**PROBLEM DETAILS:** Find the line in the entries below that contains "async fn write_packets(&self, message: &OutboundMessage)". Repeat it exactly, and every line after it through the line that contains "let is_terminal = characteristic".

Segment Open

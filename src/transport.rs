use async_trait::async_trait;
use std::{sync::Arc, time::Duration};
use tokio::{
    sync::{Mutex, OwnedMutexGuard, RwLock},
    task::JoinHandle,
};
use tracing::{debug, info, warn};
use uuid::Uuid;

use crate::{
    error::{Result, TerminalError},
    events::{EventBus, TerminalEvent},
    log::MessageLog,
    protocol::{battery_notice, decode_battery_level, decode_terminal_payload, encode, fragment},
    session::GattSession,
    types::{Direction, Encoding, OutboundMessage},
};

/// Delay after each successful packet write
pub const PACING_DELAY: Duration = Duration::from_millis(10);

/// Packet write primitive of a connected peripheral
///
/// Implementations return an error when the link layer refuses the write, which is
/// also how a send notices a disconnect that happened mid-message.
#[async_trait]
pub trait GattLink: Send + Sync {
    /// Write one packet of at most 20 bytes to `characteristic`
    async fn write(&self, characteristic: Uuid, packet: &[u8]) -> Result<()>;
}

/// Sends messages over a ready session and routes inbound notifications
///
/// Cloning is cheap; clones share the link, the log and the in-flight guard.
#[derive(Clone)]
pub struct MessageTransport {
    link: Arc<dyn GattLink>,
    session: GattSession,
    events: EventBus,
    log: Arc<RwLock<MessageLog>>,
    battery_level: Arc<RwLock<Option<u8>>>,
    in_flight: Arc<Mutex<()>>,
}

impl MessageTransport {
    /// Bind a transport to the handles of a ready session
    pub fn new(link: Arc<dyn GattLink>, session: GattSession, events: EventBus) -> Self {
        Self::with_log(link, session, events, Arc::new(RwLock::new(MessageLog::new())))
    }

    /// Bind a transport that appends to an existing message log
    pub fn with_log(
        link: Arc<dyn GattLink>,
        session: GattSession,
        events: EventBus,
        log: Arc<RwLock<MessageLog>>,
    ) -> Self {
        Self {
            link,
            session,
            events,
            log,
            battery_level: Arc::new(RwLock::new(None)),
            in_flight: Arc::new(Mutex::new(())),
        }
    }

    /// Session handles this transport writes to
    #[must_use]
    pub const fn session(&self) -> &GattSession {
        &self.session
    }

    /// Shared message log
    #[must_use]
    pub fn log(&self) -> Arc<RwLock<MessageLog>> {
        self.log.clone()
    }

    /// Last battery level reported by the peripheral
    pub async fn battery_level(&self) -> Option<u8> {
        *self.battery_level.read().await
    }

    /// Whether a send is currently in flight
    #[must_use]
    pub fn is_sending(&self) -> bool {
        self.in_flight.try_lock().is_err()
    }

    /// Send a message and wait for the last packet to be written
    ///
    /// On success the text is logged as [`Direction::Transmitted`] and
    /// [`TerminalEvent::TxFinished`] is published; on failure
    /// [`TerminalEvent::TxError`] is published and the log is left untouched.
    ///
    /// # Errors
    ///
    /// Returns [`TerminalError::SendInProgress`] if another send has not finished,
    /// [`TerminalError::InvalidMessageFormat`] if Hex input does not parse (nothing is
    /// written), or [`TerminalError::WriteRejected`] if a packet write fails (the
    /// remaining packets are dropped).
    pub async fn send(&self, message: OutboundMessage) -> Result<()> {
        let guard = self.acquire()?;
        self.deliver(message, guard).await
    }

    /// Start sending a message on a background task
    ///
    /// The in-flight check happens before the task is spawned, so a second dispatch
    /// while one is running fails immediately.
    ///
    /// # Errors
    ///
    /// Returns [`TerminalError::SendInProgress`] if another send has not finished.
    pub fn dispatch(&self, message: OutboundMessage) -> Result<JoinHandle<Result<()>>> {
        let guard = self.acquire()?;
        let transport = self.clone();
        Ok(tokio::spawn(async move {
            transport.deliver(message, guard).await
        }))
    }

    fn acquire(&self) -> Result<OwnedMutexGuard<()>> {
        self.in_flight
            .clone()
            .try_lock_owned()
            .map_err(|_| TerminalError::SendInProgress)
    }

    async fn deliver(&self, message: OutboundMessage, _guard: OwnedMutexGuard<()>) -> Result<()> {
        match self.write_packets(&message).await {
            Ok(count) => {
                let text = format!("{}{}", message.text, message.line_ending.suffix());
                info!("Tx: {:?} in {} packet(s)", text, count);
                self.log.write().await.append(Direction::Transmitted, &text);
                self.events.publish(TerminalEvent::TxFinished { text });
                Ok(())
            }
            Err(e) => {
                warn!("Send failed: {}", e);
                self.events.publish(TerminalEvent::TxError {
                    reason: e.to_string(),
                });
                Err(e)
            }
        }
    }

    async fn write_packets(&self, message: &OutboundMessage) -> Result<usize> {
        let payload = encode(message)?;
        let packets = fragment(&payload);

        for packet in &packets {
            debug!("Tx packet: {:02X?}", &packet[..]);
            self.link
                .write(self.session.write, packet)
                .await
                .map_err(|e| {
                    debug!("Packet write rejected: {}", e);
                    TerminalError::WriteRejected
                })?;
            tokio::time::sleep(PACING_DELAY).await;
        }

        Ok(packets.len())
    }

    /// Route one inbound notification
    ///
    /// Battery payloads become a [`Direction::BatteryNotice`] entry and a
    /// [`TerminalEvent::BatteryLevel`] event. Payloads from the notify or indicate
    /// characteristic are decoded for `encoding` and appended as
    /// [`Direction::Received`]. Anything else is ignored.
    pub async fn handle_notification(&self, characteristic: Uuid, value: &[u8], encoding: Encoding) {
        if Some(characteristic) == self.session.battery_level {
            let Some(level) = decode_battery_level(value) else {
                warn!("Empty battery notification");
                return;
            };
            debug!("Battery level: {}", level);
            *self.battery_level.write().await = Some(level);
            self.log
                .write()
                .await
                .append(Direction::BatteryNotice, &battery_notice(level));
            self.events.publish(TerminalEvent::BatteryLevel(level));
            return;
        }

        let is_terminal = characteristic == self.session.notify
            || Some(characteristic) == self.session.indicate;
        if !is_terminal {
            debug!("Ignoring notification from {}", characteristic);
            return;
        }

        debug!("Rx: {:02X?}", value);
        let text = decode_terminal_payload(value, encoding);
        self.log.write().await.append(Direction::Received, &text);
        self.events.publish(TerminalEvent::DataReceived {
            characteristic,
            bytes: value.to_vec(),
        });
    }
}

#[cfg(test)]
mod tests {
    use super::*;
    use crate::{events::EventKind, types::LineEnding, GattProfile};
    use std::sync::atomic::{AtomicUsize, Ordering};
    use tokio_test::{assert_err, assert_ok};

    /// Records every packet; optionally rejects the N-th write (1-based)
    #[derive(Default)]
    struct MockLink {
        writes: std::sync::Mutex<Vec<(Uuid, Vec<u8>)>>,
        attempts: AtomicUsize,
        reject_at: Option<usize>,
    }

    impl MockLink {
        fn rejecting(n: usize) -> Self {
            Self {
                reject_at: Some(n),
                ..Default::default()
            }
        }

        fn packets(&self) -> Vec<Vec<u8>> {
            self.writes
                .lock()
                .unwrap()
                .iter()
                .map(|(_, p)| p.clone())
                .collect()
        }
    }

    #[async_trait]
    impl GattLink for MockLink {
        async fn write(&self, characteristic: Uuid, packet: &[u8]) -> Result<()> {
            let attempt = self.attempts.fetch_add(1, Ordering::SeqCst) + 1;
            if self.reject_at == Some(attempt) {
                return Err(TerminalError::Disconnected);
            }
            self.writes
                .lock()
                .unwrap()
                .push((characteristic, packet.to_vec()));
            Ok(())
        }
    }

    fn session() -> GattSession {
        let profile = GattProfile::default();
        GattSession {
            peer: "AA:BB:CC:DD:EE:FF".to_string(),
            service: profile.service,
            notify: profile.notify,
            write: profile.write,
            indicate: Some(profile.indicate),
            battery_level: Some(profile.battery_level),
        }
    }

    fn ascii(text: &str) -> OutboundMessage {
        OutboundMessage {
            text: text.to_string(),
            encoding: Encoding::Ascii,
            line_ending: LineEnding::None,
        }
    }

    fn transport(link: &Arc<MockLink>) -> (MessageTransport, EventBus) {
        let bus = EventBus::new();
        let link: Arc<dyn GattLink> = link.clone();
        (MessageTransport::new(link, session(), bus.clone()), bus)
    }

    #[tokio::test]
    async fn test_send_fragments_in_order() {
        let link = Arc::new(MockLink::default());
        let (transport, bus) = transport(&link);
        let mut events = bus.subscribe_kind(EventKind::TxFinished);

        let text = "abcdefghijklmnopqrstuvwxyz0123456789ABCDEFGHIJ";
        assert_ok!(transport.send(ascii(text)).await);

        let packets = link.packets();
        assert_eq!(packets.len(), text.len().div_ceil(20));
        assert!(packets.iter().all(|p| p.len() <= 20));
        assert_eq!(packets.concat(), text.as_bytes());
        assert!(link
            .writes
            .lock()
            .unwrap()
            .iter()
            .all(|(c, _)| *c == session().write));

        assert_eq!(
            events.recv().await,
            Some(TerminalEvent::TxFinished {
                text: text.to_string()
            })
        );

        let log = transport.log();
        let entries = log.read().await.snapshot();
        assert_eq!(entries.len(), 1);
        assert_eq!(entries[0].direction, Direction::Transmitted);
        assert_eq!(entries[0].text, text);
    }

    #[tokio::test]
    async fn test_rejected_packet_aborts_send() {
        let link = Arc::new(MockLink::rejecting(2));
        let (transport, bus) = transport(&link);
        let mut events = bus.subscribe_kind(EventKind::TxError);

        let error = assert_err!(transport.send(ascii(&"x".repeat(60))).await);
        assert!(matches!(error, TerminalError::WriteRejected));

        // First packet went out, second was rejected, third never attempted
        assert_eq!(link.packets().len(), 1);
        assert_eq!(link.attempts.load(Ordering::SeqCst), 2);

        assert_eq!(
            events.recv().await,
            Some(TerminalEvent::TxError {
                reason: "failed to send data".to_string()
            })
        );
        assert!(transport.log().read().await.is_empty());
    }

    #[tokio::test]
    async fn test_invalid_hex_writes_nothing() {
        let link = Arc::new(MockLink::default());
        let (transport, bus) = transport(&link);
        let mut events = bus.subscribe_kind(EventKind::TxError);

        let message = OutboundMessage {
            text: "0G".to_string(),
            encoding: Encoding::Hex,
            line_ending: LineEnding::CrLf,
        };
        let error = assert_err!(transport.send(message).await);
        assert!(matches!(error, TerminalError::InvalidMessageFormat));
        assert_eq!(link.attempts.load(Ordering::SeqCst), 0);

        assert_eq!(
            events.recv().await,
            Some(TerminalEvent::TxError {
                reason: "invalid message format".to_string()
            })
        );
    }

    #[tokio::test]
    async fn test_hex_send_with_line_ending() {
        let link = Arc::new(MockLink::default());
        let (transport, _bus) = transport(&link);

        let message = OutboundMessage {
            text: "01 02 0A".to_string(),
            encoding: Encoding::Hex,
            line_ending: LineEnding::CrLf,
        };
        assert_ok!(transport.send(message).await);
        assert_eq!(link.packets(), vec![vec![0x01, 0x02, 0x0A]]);
    }

    #[tokio::test]
    async fn test_transmitted_text_keeps_line_ending() {
        let link = Arc::new(MockLink::default());
        let (transport, bus) = transport(&link);
        let mut events = bus.subscribe_kind(EventKind::TxFinished);

        let message = || OutboundMessage {
            text: "AT".to_string(),
            encoding: Encoding::Ascii,
            line_ending: LineEnding::CrLf,
        };
        assert_ok!(transport.send(message()).await);
        assert_ok!(transport.send(message()).await);

        for _ in 0..2 {
            assert_eq!(
                events.recv().await,
                Some(TerminalEvent::TxFinished {
                    text: "AT\r\n".to_string()
                })
            );
        }

        let entries = transport.log().read().await.snapshot();
        assert_eq!(entries.len(), 1);
        assert_eq!(entries[0].direction, Direction::Transmitted);
        assert_eq!(entries[0].text, "AT\r\nAT\r\n");
    }

    #[tokio::test]
    async fn test_empty_message_sends_no_packets() {
        let link = Arc::new(MockLink::default());
        let (transport, _bus) = transport(&link);

        assert_ok!(transport.send(ascii("")).await);
        assert!(link.packets().is_empty());
    }

    #[tokio::test]
    async fn test_second_send_while_in_flight_is_rejected() {
        let link = Arc::new(MockLink::default());
        let (transport, _bus) = transport(&link);

        let handle = assert_ok!(transport.dispatch(ascii(&"y".repeat(100))));
        assert!(transport.is_sending());

        let error = assert_err!(transport.send(ascii("second")).await);
        assert!(matches!(error, TerminalError::SendInProgress));

        assert_ok!(assert_ok!(handle.await));
        assert!(!transport.is_sending());
        assert_eq!(link.packets().len(), 5);

        assert_ok!(transport.send(ascii("third")).await);
    }

    #[tokio::test]
    async fn test_receive_path_routes_by_characteristic() {
        let link = Arc::new(MockLink::default());
        let (transport, bus) = transport(&link);
        let mut battery = bus.subscribe_kind(EventKind::BatteryLevel);
        let profile = GattProfile::default();

        transport
            .handle_notification(profile.notify, b"hel", Encoding::Ascii)
            .await;
        transport
            .handle_notification(profile.indicate, b"lo", Encoding::Ascii)
            .await;
        transport
            .handle_notification(profile.battery_level, &[87], Encoding::Ascii)
            .await;
        transport
            .handle_notification(profile.notify, &[0x0A, 0xFF], Encoding::Hex)
            .await;
        transport
            .handle_notification(Uuid::from_u128(0x1234), b"noise", Encoding::Ascii)
            .await;

        let entries = transport.log().read().await.snapshot();
        assert_eq!(entries.len(), 3);
        assert_eq!(entries[0].direction, Direction::Received);
        assert_eq!(entries[0].text, "hello");
        assert_eq!(entries[1].direction, Direction::BatteryNotice);
        assert_eq!(entries[1].text, "Battery level: 87 ");
        assert_eq!(entries[2].text, "0A FF ");

        assert_eq!(battery.recv().await, Some(TerminalEvent::BatteryLevel(87)));
        assert_eq!(transport.battery_level().await, Some(87));
    }
}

Segment Closed

**RESULT OF THIS EXERCISE:**
    async fn write_packets(&self, message: &OutboundMessage) -> Result<usize> {
        let payload = encode(message)?;
        let packets = fragment(&payload);

        for packet in &packets {
            debug!("Tx packet: {:02X?}", &packet[..]);
            self.link
                .write(self.session.write, packet)
                .await
                .map_err(|e| {
                    debug!("Packet write rejected: {}", e);
                    TerminalError::WriteRejected
                })?;
            tokio::time::sleep(PACING_DELAY).await;
        }

        Ok(packets.len())
    }

    /// Route one inbound notification
    ///
    /// Battery payloads become a [`Direction::BatteryNotice`] entry and a
    /// [`TerminalEvent::BatteryLevel`] event. Payloads from the notify or indicate
    /// characteristic are decoded for `encoding` and appended as
    /// [`Direction::Received`]. Anything else is ignored.
    pub async fn handle_notification(&self, characteristic: Uuid, value: &[u8], encoding: Encoding) {
        if Some(characteristic) == self.session.battery_level {
            let Some(level) = decode_battery_level(value) else {
                warn!("Empty battery notification");
                return;
            };
            debug!("Battery level: {}", level);
            *self.battery_level.write().await = Some(level);
            self.log
                .write()
                .await
                .append(Direction::BatteryNotice, &battery_notice(level));
            self.events.publish(TerminalEvent::BatteryLevel(level));
            return;
        }

        let is_terminal = characteristic == self.session.notify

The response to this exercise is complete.